Rolls-Royce Concept Electric VTOL Vehicle

Rolls-Royce’s Idea Of Flying Taxi Is One That Has Rotors That Folds Away

Lets face it. The Fifth Element kind of flying cars is not going to realize anytime soon. Instead, you are looking at more conventional “fly cars” such as this one proposed by Rolls-Royce. The aircraft engine maker unveiled this concept personal air transportation at Farnborough Airshow. As you can see, it is a VTOL, short for vertical take-off and landing, and it is electric, hence the acronym EVTOL. Rolls-Royce said its proposed EVTOL could be use as a personal transport, public transport, logistics and adaptable to military applications.

Despite it being called “electric,” it is not entirely electric.

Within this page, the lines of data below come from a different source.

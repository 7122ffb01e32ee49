//! The Frame Cache (spec §4.B) — the heart of the system.
//!
//! `get`/`image_at` is served synchronously and non-blockingly from the
//! display thread; all decode work happens on a single serial worker
//! thread, grounded on the teacher's "spawn a thread, hand back a channel"
//! pattern (`af-audio::state::spawn_audio_thread`,
//! `af-source::video::spawn_video_thread`), swapping `flume` for the
//! channel the worker's job queue is drained from.

use std::collections::{HashMap, HashSet};
use std::sync::atomic::{AtomicBool, AtomicUsize, Ordering};
use std::sync::Arc;
use std::time::Instant;

use arc_swap::ArcSwap;
use flsource::{DecodedFrame, FrameDataSource};
use parking_lot::Mutex;

use crate::config::{tier_capacity, CacheConfig};
use crate::debug::DebugDelegate;

struct CacheState {
    cached_frames: HashMap<usize, DecodedFrame>,
    requested_frames: HashSet<usize>,
    most_recently_requested_index: usize,
}

struct Shared {
    data_source: Arc<dyn FrameDataSource>,
    frame_count: usize,
    frame_bytes: u64,
    poster_image: DecodedFrame,
    poster_index: usize,
    capacity_current: AtomicUsize,
    pressured: AtomicBool,
    config: ArcSwap<CacheConfig>,
    state: Mutex<CacheState>,
    debug: Mutex<Option<Arc<dyn DebugDelegate>>>,
}

/// Parameters needed to construct a `FrameCache`, mirroring
/// `FLAnimatedImageFrameCache`'s designated initializer (spec §4.B).
pub struct FrameCacheParams {
    pub frame_count: usize,
    pub frame_bytes: u64,
    pub poster_image: DecodedFrame,
    pub poster_index: usize,
    pub data_source: Arc<dyn FrameDataSource>,
    pub config: CacheConfig,
}

/// Bounded, predictive cache over a finite ordered frame sequence (spec
/// §3, §4.B).
pub struct FrameCache {
    shared: Arc<Shared>,
    job_tx: flume::Sender<usize>,
}

impl FrameCache {
    #[must_use]
    pub fn new(params: FrameCacheParams) -> Self {
        let (capacity_current, _tier) =
            tier_capacity(params.frame_count, params.frame_bytes, &params.config);

        let shared = Arc::new(Shared {
            data_source: params.data_source,
            frame_count: params.frame_count,
            frame_bytes: params.frame_bytes,
            poster_image: params.poster_image,
            poster_index: params.poster_index,
            capacity_current: AtomicUsize::new(capacity_current),
            pressured: AtomicBool::new(false),
            config: ArcSwap::from_pointee(params.config),
            state: Mutex::new(CacheState {
                cached_frames: HashMap::new(),
                requested_frames: HashSet::new(),
                most_recently_requested_index: params.poster_index,
            }),
            debug: Mutex::new(None),
        });

        let (job_tx, job_rx) = flume::unbounded::<usize>();
        spawn_decode_worker(Arc::clone(&shared), job_rx);

        Self { shared, job_tx }
    }

    /// Attach (or detach with `None`) a debug observer.
    pub fn set_debug_delegate(&self, delegate: Option<Arc<dyn DebugDelegate>>) {
        *self.shared.debug.lock() = delegate;
    }

    #[must_use]
    pub fn capacity_current(&self) -> usize {
        self.shared.capacity_current.load(Ordering::Acquire)
    }

    pub fn set_config(&self, config: CacheConfig) {
        self.shared.config.store(Arc::new(config));
        // Per spec §4.B: a capacity change takes effect on the *next*
        // `get`, not immediately — so we don't recompute here.
    }

    #[must_use]
    pub fn poster_image(&self) -> DecodedFrame {
        self.shared.poster_image.clone()
    }

    /// Serve `get(index)` (spec §4.B "Responsibilities" #1): O(1),
    /// non-blocking, and triggers the predictive window advance as a
    /// side effect (#2).
    #[must_use]
    pub fn get(&self, index: usize) -> Option<DecodedFrame> {
        if let Some(delegate) = self.shared.debug.lock().as_ref() {
            delegate.did_request_cached_frame(index);
        }

        {
            let mut state = self.shared.state.lock();
            state.most_recently_requested_index = index;
        }

        if index == self.shared.poster_index {
            self.advance_window(index);
            return Some(self.shared.poster_image.clone());
        }

        let hit = self.shared.state.lock().cached_frames.get(&index).cloned();
        self.advance_window(index);
        hit
    }

    /// Memory-pressure signal (spec §5): downgrade the window to
    /// just-in-time immediately, evict down to the retention set, and
    /// mark "pressured" until the next loop boundary.
    pub fn on_memory_pressure(&self) {
        self.shared.capacity_current.store(1, Ordering::Release);
        self.shared.pressured.store(true, Ordering::Release);
        let index = self.shared.state.lock().most_recently_requested_index;
        self.advance_window(index);
    }

    /// Called by the playback engine when a loop boundary is crossed.
    /// Restores the tier-computed window size if a memory-pressure event
    /// downgraded it mid-loop.
    pub fn on_loop_boundary(&self) {
        if self.shared.pressured.swap(false, Ordering::AcqRel) {
            let config = self.shared.config.load();
            let (capacity, _tier) =
                tier_capacity(self.shared.frame_count, self.shared.frame_bytes, &config);
            self.shared.capacity_current.store(capacity, Ordering::Release);
        }
    }

    /// Prefetch + eviction (spec §4.B steps 5-6), run as a side effect of
    /// every `get`.
    fn advance_window(&self, index: usize) {
        let shared = &self.shared;
        let frame_count = shared.frame_count;
        if frame_count == 0 {
            return;
        }
        let capacity = shared.capacity_current.load(Ordering::Acquire).max(1);

        let window: Vec<usize> = (1..capacity).map(|k| (index + k) % frame_count).collect();

        let mut state = shared.state.lock();

        // The requested index itself must also be scheduled when missing:
        // this is the *only* enqueue path when `capacity == 1` (the "High"
        // memory tier / just-in-time window, and what memory pressure
        // forces), since the forward window `1..capacity` is empty there
        // and nothing else would ever feed the decode worker.
        for &j in std::iter::once(&index).chain(window.iter()) {
            if j == shared.poster_index {
                continue;
            }
            if !state.cached_frames.contains_key(&j) && !state.requested_frames.contains(&j) {
                state.requested_frames.insert(j);
                // Serial queue: ordering matters for WebP blend chains.
                let _ = self.job_tx.send(j);
            }
        }

        let mut retain: HashSet<usize> = window.into_iter().collect();
        retain.insert(index);

        // Evict every cached index outside the retention set `R` (spec
        // §4.B step 6), not merely until the count drops to `capacity` —
        // a stale out-of-window frame must not survive just because the
        // map already happens to be small enough (e.g. right after a
        // memory-pressure capacity drop).
        let evictable: Vec<usize> = state
            .cached_frames
            .keys()
            .copied()
            .filter(|idx| !retain.contains(idx))
            .collect();
        for idx in evictable {
            state.cached_frames.remove(&idx);
        }
    }
}

fn spawn_decode_worker(shared: Arc<Shared>, job_rx: flume::Receiver<usize>) {
    std::thread::spawn(move || {
        while let Ok(index) = job_rx.recv() {
            decode_and_insert(&shared, index);
        }
        log::trace!("decode worker exiting: job channel closed");
    });
}

fn decode_and_insert(shared: &Arc<Shared>, index: usize) {
    let needs_blend = shared.data_source.requires_blending(index);

    let start = Instant::now();
    let result = if needs_blend {
        resolve_blended(shared, index)
    } else {
        shared.data_source.decode(index)
    };
    apply_predraw_slowdown(shared, start.elapsed());

    shared.state.lock().requested_frames.remove(&index);

    match result {
        Ok(frame) => {
            let keys = {
                let mut state = shared.state.lock();
                state.cached_frames.insert(index, frame);
                state.cached_frames.keys().copied().collect::<Vec<_>>()
            };
            if let Some(delegate) = shared.debug.lock().as_ref() {
                delegate.did_update_cached_frames(&keys);
            }
        }
        Err(err) => {
            // Frame decode failures are never surfaced to the playback
            // caller (spec §7): the index just stays uncached and is
            // re-enterable on the next prefetch cycle.
            log::debug!("frame {index} decode discarded: {err}");
        }
    }
}

/// Walk backward from `index` to the nearest resident frame or the poster,
/// then decode+blend forward through the chain (spec §4.B "When a
/// background decode of index j completes").
fn resolve_blended(shared: &Arc<Shared>, index: usize) -> Result<DecodedFrame, flcore::FlError> {
    let mut chain = vec![index];
    let mut cursor = index;

    let mut base = loop {
        if cursor == 0 || cursor - 1 == shared.poster_index {
            break shared.poster_image.clone();
        }
        let prev = cursor - 1;
        if let Some(frame) = shared.state.lock().cached_frames.get(&prev).cloned() {
            break frame;
        }
        chain.push(prev);
        cursor = prev;
    };

    for &idx in chain.iter().rev() {
        let raw = shared.data_source.decode(idx)?;
        base = if shared.data_source.requires_blending(idx) {
            shared.data_source.blend(&raw, &base, idx)
        } else {
            raw
        };
        if idx != index {
            shared.state.lock().cached_frames.insert(idx, base.clone());
        }
    }

    Ok(base)
}

fn apply_predraw_slowdown(shared: &Arc<Shared>, decode_time: std::time::Duration) {
    let factor = shared
        .debug
        .lock()
        .as_ref()
        .map_or(1.0, |d| d.predraw_slowdown_factor().max(1.0));
    if factor > 1.0 {
        std::thread::sleep(decode_time.mul_f32(factor - 1.0));
    }
}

The initial concept proposed the use of gas turbine technology (specifically, an M250 gas turbine) to produce electricity to power the aircraft’s six electric propellers, but there will be battery to store excess energy for later use. Though there will be a gas turbine churning, the aircraft engine maker promised the hybrid VTOL will be quiet. Rolls-Royce EVTOL will be able to carry four-five passengers at speeds of up to 250 miles an hour and it will have a range of around 500 miles.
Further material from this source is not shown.